WHAT IS NEEDED:
Filter the material, keeping only lines with the word "impl".

─── TASK DATA

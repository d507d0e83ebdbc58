#![cfg(unix)]

mod helpers;

use std::path::Path;
use std::sync::atomic::{AtomicBool, Ordering};
use std::sync::Arc;
use std::time::{Duration, Instant};

use serde_json::json;
use tempfile::TempDir;
use tokio_util::sync::CancellationToken;
use worldline::agent::Agent;
use worldline::config::AgentConfig;
use worldline::db::Persistence;
use worldline::error::GenerationError;
use worldline::memory::types::{ConversationTurn, Role};
use worldline::world_state::WorldState;

/// Chat replies with a fixed line; structured runs emit one good facet and one bad line.
const CHATTY_WORKER: &str = r#"if [ "$3" = "--format" ]; then
  printf '%s\n' '{"CurrentState":{"newValue":"x"}}' '{bad json'
else
  printf 'Hello from the worker\n'
fi"#;

/// Store whose snapshot saves take half a second and report when they start and end.
struct SlowSnapshots {
    inner: Arc<dyn Persistence>,
    started: AtomicBool,
    finished: AtomicBool,
}

impl Persistence for SlowSnapshots {
    fn append_turn(&self, turn: &ConversationTurn) -> anyhow::Result<()> {
        self.inner.append_turn(turn)
    }

    fn set_embedding_ref(&self, turn_id: &str, index: usize) -> anyhow::Result<()> {
        self.inner.set_embedding_ref(turn_id, index)
    }

    fn load_turns(&self) -> anyhow::Result<Vec<ConversationTurn>> {
        self.inner.load_turns()
    }

    fn save_world_state_snapshot(&self, state: &WorldState, schema_version: &str) -> anyhow::Result<()> {
        self.started.store(true, Ordering::SeqCst);
        std::thread::sleep(Duration::from_millis(500));
        let saved = self.inner.save_world_state_snapshot(state, schema_version);
        self.finished.store(true, Ordering::SeqCst);
        saved
    }

    fn load_last_world_state(&self) -> anyhow::Result<Option<WorldState>> {
        self.inner.load_last_world_state()
    }
}

fn agent(config: AgentConfig) -> Agent {
    let store = helpers::store_for(&config);
    Agent::with_parts(config, store, helpers::embedder()).unwrap()
}

fn setup(tmp: &TempDir, body: &str) -> AgentConfig {
    let worker = helpers::write_worker(tmp.path(), "worker.sh", body);
    helpers::test_config(tmp.path(), &worker)
}

async fn wait_for(path: &Path) {
    let deadline = Instant::now() + Duration::from_secs(10);
    while !path.exists() {
        assert!(Instant::now() < deadline, "worker never reached {}", path.display());
        tokio::time::sleep(Duration::from_millis(20)).await;
    }
}

#[tokio::test]
async fn reply_logs_turns_and_refreshes_world_state() {
    let tmp = TempDir::new().unwrap();
    let config = setup(&tmp, CHATTY_WORKER);
    let mut agent = agent(config.clone());

    let reply = agent.respond("what's going on?", &CancellationToken::new()).await;
    assert_eq!(reply.text, "Hello from the worker");
    assert!(reply.errors.is_empty());
    assert!(agent.has_pending_world_state());

    let outcome = agent.wait_world_state().await.unwrap();
    assert_eq!(outcome.merged_facets, 1);
    assert_eq!(outcome.errors.len(), 1);
    assert!(!outcome.interrupted);

    let turns = agent.turns().all();
    let roles: Vec<Role> = turns.iter().map(|t| t.role).collect();
    assert_eq!(roles, vec![Role::User, Role::Assistant, Role::System]);
    assert_eq!(turns[0].embedding_ref(), Some(0));
    assert_eq!(turns[1].embedding_ref(), Some(1));
    assert_eq!(turns[2].embedding_ref(), None);
    assert!(turns[2].content.starts_with("[ERROR] JSON decoding error"));

    {
        let world = agent.world().lock().await;
        assert_eq!(world.get("CurrentState"), Some(&json!({"newValue": "x"})));
    }

    // Everything is back after a restart.
    drop(agent);
    let agent = self::agent(config);
    assert_eq!(agent.turns().len(), 3);
    assert_eq!(agent.memory().len().unwrap(), 2);
    let world = agent.world().lock().await;
    assert_eq!(world.get("CurrentState"), Some(&json!({"newValue": "x"})));
}

#[tokio::test]
async fn recall_finds_earlier_turns() {
    let tmp = TempDir::new().unwrap();
    let config = setup(&tmp, CHATTY_WORKER);
    let mut agent = agent(config);

    agent.respond("tell me about the tide tables", &CancellationToken::new()).await;
    agent.settle_world_state().await;

    let recalled = agent.recall("tell me about the tide tables").await;
    assert!(!recalled.is_empty());
    assert_eq!(recalled[0].turn.content, "tell me about the tide tables");
    assert_eq!(recalled[0].turn.role, Role::User);
}

#[tokio::test]
async fn turns_stored_without_vectors_are_embedded_on_reopen() {
    let tmp = TempDir::new().unwrap();
    let config = setup(&tmp, CHATTY_WORKER);
    {
        let store = helpers::store_for(&config);
        let mut agent =
            Agent::with_parts(config.clone(), store, Arc::new(helpers::OfflineEmbedder)).unwrap();
        agent.respond("tell me about the tide tables", &CancellationToken::new()).await;
        agent.wait_world_state().await;
        assert!(agent.turns().all().iter().all(|t| t.embedding_ref().is_none()));
        assert!(agent.memory().is_empty().unwrap());
    }

    let agent = self::agent(config.clone());
    let turns = agent.turns().all();
    assert_eq!(turns[0].embedding_ref(), Some(0));
    assert_eq!(turns[1].embedding_ref(), Some(1));
    assert_eq!(turns[2].embedding_ref(), None);
    let recalled = agent.recall("tell me about the tide tables").await;
    assert_eq!(recalled[0].turn.content, "tell me about the tide tables");
    drop(agent);

    // The links were stored, so nothing is embedded twice.
    let agent = self::agent(config);
    assert_eq!(agent.memory().len().unwrap(), 2);
    assert_eq!(agent.turns().all()[1].embedding_ref(), Some(1));
}

#[tokio::test]
async fn world_state_save_does_not_stall_the_runtime() {
    let tmp = TempDir::new().unwrap();
    let config = setup(&tmp, CHATTY_WORKER);
    let store = Arc::new(SlowSnapshots {
        inner: helpers::store_for(&config),
        started: AtomicBool::new(false),
        finished: AtomicBool::new(false),
    });
    let mut agent = Agent::with_parts(config, store.clone(), helpers::embedder()).unwrap();
    agent.respond("hi", &CancellationToken::new()).await;

    // Single-threaded runtime: this loop only runs mid-save if the save is off the runtime thread.
    let deadline = Instant::now() + Duration::from_secs(10);
    while !store.started.load(Ordering::SeqCst) {
        assert!(Instant::now() < deadline, "snapshot was never saved");
        tokio::time::sleep(Duration::from_millis(5)).await;
    }
    assert!(!store.finished.load(Ordering::SeqCst));

    let outcome = agent.wait_world_state().await.unwrap();
    assert_eq!(outcome.merged_facets, 1);
    assert!(store.finished.load(Ordering::SeqCst));
}

#[tokio::test]
async fn settling_a_running_task_keeps_its_partial_state() {
    let tmp = TempDir::new().unwrap();
    let marker = tmp.path().join("structured-started");
    let body = format!(
        r#"if [ "$3" = "--format" ]; then
  printf '{{"KnowledgeGap":"tides"}}\n'
  touch '{}'
  exec sleep 30
else
  printf 'Sure.\n'
fi"#,
        marker.display()
    );
    let config = setup(&tmp, &body);
    let mut agent = agent(config);

    agent.respond("hi", &CancellationToken::new()).await;
    wait_for(&marker).await;

    let started = Instant::now();
    let outcome = agent.settle_world_state().await.unwrap();
    assert!(started.elapsed() < Duration::from_secs(5));

    assert!(outcome.interrupted);
    assert_eq!(outcome.merged_facets, 1);
    {
        let world = agent.world().lock().await;
        assert_eq!(world.get("KnowledgeGap"), Some(&json!("tides")));
    }
    let last = agent.turns().all().last().unwrap();
    assert_eq!(last.role, Role::System);
    assert!(last.content.starts_with("[PARTIAL RESPONSE DUE TO CANCELLATION]"));
    assert!(!agent.has_pending_world_state());
}

#[tokio::test]
async fn missing_worker_is_reported_not_answered() {
    let tmp = TempDir::new().unwrap();
    let mut config = setup(&tmp, "");
    config.generation.program = "/nonexistent/worldline-worker".into();
    config.generation.run_args = Vec::new();
    let mut agent = agent(config);

    let reply = agent.respond("anyone there?", &CancellationToken::new()).await;
    assert!(reply.text.is_empty());
    assert!(matches!(reply.errors[0], GenerationError::Spawn { .. }));

    let outcome = agent.wait_world_state().await.unwrap();
    assert_eq!(outcome.merged_facets, 0);

    let contents: Vec<&str> = agent.turns().all().iter().map(|t| t.content.as_str()).collect();
    assert_eq!(contents[0], "anyone there?");
    assert!(contents[1].starts_with("[ERROR] failed to start generation worker"));
    assert!(contents[2].starts_with("[ERROR PROCESSING RESPONSE]"));
    assert!(agent.world().lock().await.snapshot().is_empty());
}

#[tokio::test]
async fn cancelled_reply_keeps_partial_text() {
    let tmp = TempDir::new().unwrap();
    let marker = tmp.path().join("chat-started");
    let body = format!(
        r#"if [ "$3" = "--format" ]; then exit 0; fi
printf 'Let me think\n'
touch '{}'
exec sleep 30"#,
        marker.display()
    );
    let config = setup(&tmp, &body);
    let mut agent = agent(config);

    let token = CancellationToken::new();
    {
        let token = token.clone();
        tokio::spawn(async move {
            wait_for(&marker).await;
            // Give the reader a moment to take the line off the pipe.
            tokio::time::sleep(Duration::from_millis(200)).await;
            token.cancel();
        });
    }
    let reply = tokio::time::timeout(Duration::from_secs(10), agent.respond("hmm?", &token))
        .await
        .unwrap();

    assert!(reply.interrupted);
    assert_eq!(reply.errors, vec![GenerationError::Cancelled]);
    assert_eq!(reply.text, "Let me think");
    agent.shutdown().await;
}
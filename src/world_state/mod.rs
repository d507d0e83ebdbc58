pub mod model;
pub mod schema;

/// Facet name to arbitrary JSON value.
pub type WorldState = serde_json::Map<String, serde_json::Value>;

pub use model::WorldStateModel;
pub use schema::FacetSchema;
impl Agent {
    /// Open storage, the embedding model, and the vector index described by `config`.
    pub fn open(config: AgentConfig) -> Result<Self> {
        let store: Arc<dyn Persistence> = Arc::from(db::open_store(&config)?);
        let provider: Arc<dyn EmbeddingProvider> =
            Arc::from(embedding::create_provider(&config.embedding)?);
        Self::with_parts(config, store, provider)
    }

    /// Assemble an agent from already-open collaborators.
    pub fn with_parts(
        config: AgentConfig,
        store: Arc<dyn Persistence>,
        provider: Arc<dyn EmbeddingProvider>,
    ) -> Result<Self> {
        let schema = FacetSchema::resolve(&config.world_state.schema, &config.world_state.schemas)?;
        let memory = MemoryIndex::open(config.index_path(), provider)
            .context("failed to open vector index")?;
        let mut loaded = store.load_turns().context("failed to load turns")?;
        backfill_embeddings(&mut loaded, &memory, store.as_ref());
        let turns = TurnLog::from_turns(loaded);
        let world = WorldStateModel::load(schema, store.clone());
        let session = GenerationSession::new(&config.generation, &config.logging);

        tracing::info!(
            turns = turns.len(),
            vectors = memory.len()?,
            schema = world.schema().version(),
            "agent ready"
        );

        Ok(Self {
            config,
            session,
            store,
            memory: Arc::new(memory),
            turns,
            world: Arc::new(Mutex::new(world)),
            pending: None,
        })
    }

    pub fn config(&self) -> &AgentConfig {
        &self.config
    }

    pub fn turns(&self) -> &TurnLog {
        &self.turns
    }

    pub fn memory(&self) -> &MemoryIndex {
        &self.memory
    }

    pub fn world(&self) -> &Arc<Mutex<WorldStateModel>> {
        &self.world
    }

    pub fn has_pending_world_state(&self) -> bool {
        self.pending.is_some()
    }

    /// Record a turn: embed it (user and assistant turns only), persist it, keep it in the log.
    /// Embedding or storage failures are logged and the turn is kept in memory regardless.
    pub async fn log_turn(&mut self, role: Role, content: impl Into<String>) -> ConversationTurn {
        let mut turn = ConversationTurn::new(role, content);

        if role != Role::System {
            let memory = self.memory.clone();
            let text = turn.content.clone();
            match tokio::task::spawn_blocking(move || memory.add(&text)).await {
                Ok(Ok(index)) => {
                    if let Err(e) = turn.assign_embedding_ref(index) {
                        tracing::warn!(error = %e, "embedding reference not assigned");
                    }
                }
                Ok(Err(e)) => tracing::warn!(error = %format!("{e:#}"), "turn not embedded"),
                Err(e) => tracing::warn!(error = %e, "embedding task failed"),
            }
        }

        let store = self.store.clone();
        let stored = turn.clone();
        match tokio::task::spawn_blocking(move || store.append_turn(&stored)).await {
            Ok(Ok(())) => {}
            Ok(Err(e)) => tracing::warn!(error = %format!("{e:#}"), turn = %turn.id, "turn kept in memory only"),
            Err(e) => tracing::warn!(error = %e, "turn storage task failed"),
        }

        tracing::debug!(role = %role, turn = %turn.id, embedding_ref = ?turn.embedding_ref(), "turn logged");
        self.turns.push(turn.clone());
        turn
    }

    /// Prior turns most similar to `query`, closest first.
    pub async fn recall(&self, query: &str) -> Vec<RecalledTurn> {
        let memory = self.memory.clone();
        let query = query.to_string();
        let k = self.config.retrieval.recall_k;
        let hits = match tokio::task::spawn_blocking(move || memory.search(Query::Text(&query), k)).await {
            Ok(Ok(hits)) => hits,
            Ok(Err(e)) => {
                tracing::warn!(error = %format!("{e:#}"), "recall failed");
                return Vec::new();
            }
            Err(e) => {
                tracing::warn!(error = %e, "recall task failed");
                return Vec::new();
            }
        };
        self.turns
            .recall(&hits, self.config.retrieval.max_recall_distance)
    }

    /// Answer one user message and start refreshing the world state in the background.
    ///
    /// Cancelling `token` cuts the reply short; the partial reply is still logged.
    pub async fn respond(&mut self, user_input: &str, token: &CancellationToken) -> ChatReply {
        self.settle_world_state().await;

        let recalled = self.recall(user_input).await;
        let history = self
            .turns
            .recent(self.config.generation.chat_history_window)
            .to_vec();
        let (schema, state) = {
            let world = self.world.lock().await;
            (world.schema().clone(), world.snapshot())
        };
        self.log_turn(Role::User, user_input).await;

        let payload = prompt::chat_payload(&ChatPrompt {
            persona: &self.config.generation.persona,
            schema: &schema,
            state: &state,
            recalled: &recalled,
            history: &history,
            user_input,
        });
        let request = GenerationRequest {
            payload,
            mode: Mode::FreeText,
        };
        let result = self.session.run(&request, || false, token).await;

        let text = result
            .aggregate
            .as_text()
            .unwrap_or_default()
            .trim_end()
            .to_string();
        if !text.is_empty() {
            self.log_turn(Role::Assistant, text.clone()).await;
        }
        if let Some(summary) = result.error_summary() {
            tracing::warn!(errors = %summary, "chat generation reported errors");
            self.log_turn(Role::System, format!("[ERROR] {summary}")).await;
        }

        self.start_world_state();

        ChatReply {
            text,
            errors: result.errors,
            interrupted: result.interrupted,
            recalled,
        }
    }

    /// Spawn the background world-state generation over the recent history.
    pub fn start_world_state(&mut self) {
        if self.pending.is_some() {
            tracing::warn!("world-state generation already running, not starting another");
            return;
        }

        let history = self
            .turns
            .recent(self.config.generation.world_state_history_window)
            .to_vec();
        let soft_stop = Arc::new(AtomicBool::new(false));
        let token = CancellationToken::new();
        let world = self.world.clone();
        let session = self.session.clone();
        let stop = soft_stop.clone();
        let task_token = token.clone();

        let handle = tokio::spawn(async move {
            let (schema, state) = {
                let world = world.lock().await;
                (world.schema().clone(), world.snapshot())
            };
            let request = GenerationRequest {
                payload: prompt::world_state_payload(&schema, &state, &history),
                mode: Mode::Structured,
            };
            let result = session
                .run(&request, move || stop.load(Ordering::Relaxed), &task_token)
                .await;

            // Merging writes to storage; keep it off the async worker threads.
            let mut world = world.lock_owned().await;
            match tokio::task::spawn_blocking(move || apply_world_state(&mut world, result)).await {
                Ok(outcome) => outcome,
                Err(e) => WorldStateOutcome::abandoned(format!("world-state merge failed: {e}")),
            }
        });

        self.pending = Some(PendingWorldState {
            handle,
            soft_stop,
            token,
        });
    }

    /// Wait for the background generation to finish on its own.
    pub async fn wait_world_state(&mut self) -> Option<WorldStateOutcome> {
        let pending = self.pending.take()?;
        let outcome = match pending.handle.await {
            Ok(outcome) => outcome,
            Err(e) => WorldStateOutcome::abandoned(format!("world-state task failed: {e}")),
        };
        self.record_outcome(&outcome).await;
        Some(outcome)
    }

    /// Stop the background generation: soft stop, then forced cancel after the grace period,
    /// then abort after the timeout. Whatever it produced has been merged on return.
    pub async fn settle_world_state(&mut self) -> Option<WorldStateOutcome> {
        let pending = self.pending.take()?;
        let PendingWorldState {
            mut handle,
            soft_stop,
            token,
        } = pending;

        let joined = if handle.is_finished() {
            Some(handle.await)
        } else {
            tracing::debug!("wrapping up world-state generation");
            soft_stop.store(true, Ordering::Relaxed);
            let grace = Duration::from_millis(self.config.generation.cancel_grace_ms);
            match tokio::time::timeout(grace, &mut handle).await {
                Ok(joined) => Some(joined),
                Err(_) => {
                    token.cancel();
                    let bound = Duration::from_millis(self.config.generation.cancel_timeout_ms);
                    match tokio::time::timeout(bound, &mut handle).await {
                        Ok(joined) => Some(joined),
                        Err(_) => {
                            handle.abort();
                            None
                        }
                    }
                }
            }
        };

        let outcome = match joined {
            Some(Ok(outcome)) => outcome,
            Some(Err(e)) => WorldStateOutcome::abandoned(format!("world-state task failed: {e}")),
            None => {
                tracing::warn!("world-state generation did not stop in time, aborted");
                WorldStateOutcome::abandoned("world-state generation did not stop in time")
            }
        };
        self.record_outcome(&outcome).await;
        Some(outcome)
    }

    async fn record_outcome(&mut self, outcome: &WorldStateOutcome) {
        tracing::info!(
            merged = outcome.merged_facets,
            interrupted = outcome.interrupted,
            errors = outcome.errors.len(),
            "world-state generation settled"
        );
        if let Some(note) = outcome.system_note() {
            self.log_turn(Role::System, note).await;
        }
    }

    /// Settle any background work before exit.
    pub async fn shutdown(&mut self) {
        self.settle_world_state().await;
        let mut world = self.world.clone().lock_owned().await;
        match tokio::task::spawn_blocking(move || world.retry_persist()).await {
            Ok(Ok(())) => {}
            Ok(Err(e)) => tracing::warn!(error = %e, "world state not saved on exit"),
            Err(e) => tracing::warn!(error = %e, "world state save task failed"),
        }
    }
}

──────

OUTPUT FOR THIS TASK:
impl Persistence for SlowSnapshots {
impl Agent {
    pub async fn log_turn(&mut self, role: Role, content: impl Into<String>) -> ConversationTurn {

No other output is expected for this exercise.